* [EXCERPTED DATA]:
use crate::config::ConsoleConfig;
use crate::error::{ApiResult, ConsoleError, RequestError, Result};
use crate::events::EventBus;
use crate::http::request::{decode_data, error_from_response, parse_body, RequestConfig};
use crate::interceptor::{ErrorInterceptor, RequestFailure};
use crate::navigation::Navigator;
use crate::notify::Notifier;
use reqwest::header::{HeaderMap, HeaderName, HeaderValue, AUTHORIZATION};
use reqwest::{Client, Method};
use serde::de::DeserializeOwned;
use serde::Serialize;
use serde_json::Value;
use std::sync::Arc;
use std::time::Duration;

/// HTTP client for the management API
///
/// Every failed call is passed through the [`ErrorInterceptor`] before the
/// error is returned.
#[derive(Clone)]
pub struct ApiClient {
    client: Client,
    base_url: String,
    interceptor: ErrorInterceptor,
}

impl ApiClient {
    /// Create a new API client with configuration and an interceptor
    pub fn new(config: &ConsoleConfig, interceptor: ErrorInterceptor) -> Result<Self> {
        url::Url::parse(&config.api.base_url)?;

        let client = Client::builder()
            .timeout(Duration::from_secs(config.api.timeout_seconds()))
            .default_headers(Self::default_headers(config)?)
            .build()?;

        Ok(Self {
            client,
            base_url: config.api.base_url.trim_end_matches('/').to_string(),
            interceptor,
        })
    }

    /// Create a client together with its interceptor and a fresh event bus
    pub fn with_surfaces(
        config: &ConsoleConfig,
        notifier: Arc<dyn Notifier>,
        navigator: Arc<dyn Navigator>,
    ) -> Result<Self> {
        let interceptor =
            ErrorInterceptor::new(config.login.url.clone(), EventBus::new(), notifier, navigator);
        Self::new(config, interceptor)
    }

    /// Event bus the interceptor publishes on
    pub fn events(&self) -> &EventBus {
        self.interceptor.events()
    }

    pub async fn get<T: DeserializeOwned>(
        &self,
        path: &str,
        query: &[(String, String)],
        config: RequestConfig,
    ) -> ApiResult<T> {
        self.send(Method::GET, path, query, None, config).await
    }

    pub async fn post<B: Serialize + ?Sized, T: DeserializeOwned>(
        &self,
        path: &str,
        body: &B,
        config: RequestConfig,
    ) -> ApiResult<T> {
        let body = self.encode_body(body, config)?;
        self.send(Method::POST, path, &[], Some(body), config).await
    }

    pub async fn put<B: Serialize + ?Sized, T: DeserializeOwned>(
        &self,
        path: &str,
        body: &B,
        config: RequestConfig,
    ) -> ApiResult<T> {
        let body = self.encode_body(body, config)?;
        self.send(Method::PUT, path, &[], Some(body), config).await
    }

    pub async fn patch<B: Serialize + ?Sized, T: DeserializeOwned>(
        &self,
        path: &str,
        body: &B,
        config: RequestConfig,
    ) -> ApiResult<T> {
        let body = self.encode_body(body, config)?;
        self.send(Method::PATCH, path, &[], Some(body), config).await
    }

    pub async fn delete<T: DeserializeOwned>(&self, path: &str, config: RequestConfig) -> ApiResult<T> {
        self.send(Method::DELETE, path, &[], None, config).await
    }

    /// Absolute URL for a path relative to the API base
    pub fn url_for(&self, path: &str) -> String {
        format!("{}/{}", self.base_url, path.trim_start_matches('/'))
    }

    async fn send<T: DeserializeOwned>(
        &self,
        method: Method,
        path: &str,
        query: &[(String, String)],
        body: Option<Value>,
        config: RequestConfig,
    ) -> ApiResult<T> {
        let url = self.url_for(path);
        tracing::debug!(%method, %url, "dispatching request");

        let mut request = self.client.request(method, &url);
        if !query.is_empty() {
            request = request.query(query);
        }
        if let Some(body) = body {
            request = request.json(&body);
        }

        let response = match request.send().await {
            Ok(response) => response,
            Err(e) => return Err(self.fail(RequestError::transport(e.to_string()), config)),
        };

        let status = response.status();
        let bytes = match response.bytes().await {
            Ok(bytes) => bytes,
            Err(e) => {
                let error = RequestError::new(status.as_u16(), format!("Failed to read response: {}", e));
                return Err(self.fail(error, config));
            }
        };
        let payload = parse_body(&bytes);

        if !status.is_success() {
            return Err(self.fail(error_from_response(status, payload), config));
        }

        decode_data(status, payload).map_err(|error| self.fail(error, config))
    }

    fn fail(&self, error: RequestError, config: RequestConfig) -> RequestError {
        self.interceptor.intercept(RequestFailure::from(error), &config)
    }

    fn encode_body<B: Serialize + ?Sized>(&self, body: &B, config: RequestConfig) -> ApiResult<Value> {
        serde_json::to_value(body).map_err(|e| {
            self.fail(
                RequestError::transport(format!("Failed to encode request body: {}", e)),
                config,
            )
        })
    }

    fn default_headers(config: &ConsoleConfig) -> Result<HeaderMap> {
        let mut headers = HeaderMap::new();

        if let Some(configured) = &config.api.headers {
            for (key, value) in configured {
                let name = HeaderName::from_bytes(key.as_bytes())
                    .map_err(|_| ConsoleError::invalid_config(format!("Invalid header name: {}", key)))?;
                let value = HeaderValue::from_str(value).map_err(|_| {
                    ConsoleError::invalid_config(format!("Invalid value for header {}", key))
                })?;
                headers.insert(name, value);
            }
        }

        if let Some(token) = &config.api.token {
            let mut value = HeaderValue::from_str(&format!("Bearer {}", token))
                .map_err(|_| ConsoleError::invalid_config("Invalid API token"))?;
            value.set_sensitive(true);
            headers.insert(AUTHORIZATION, value);
        }

        Ok(headers)
    }
}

* [EXERCISE DESCRIPTION]: Scan the material above for the string "AUTHORIZATION" and report each line where you find it.

* [ANSWER AREA]:
use reqwest::header::{HeaderMap, HeaderName, HeaderValue, AUTHORIZATION};
            headers.insert(AUTHORIZATION, value);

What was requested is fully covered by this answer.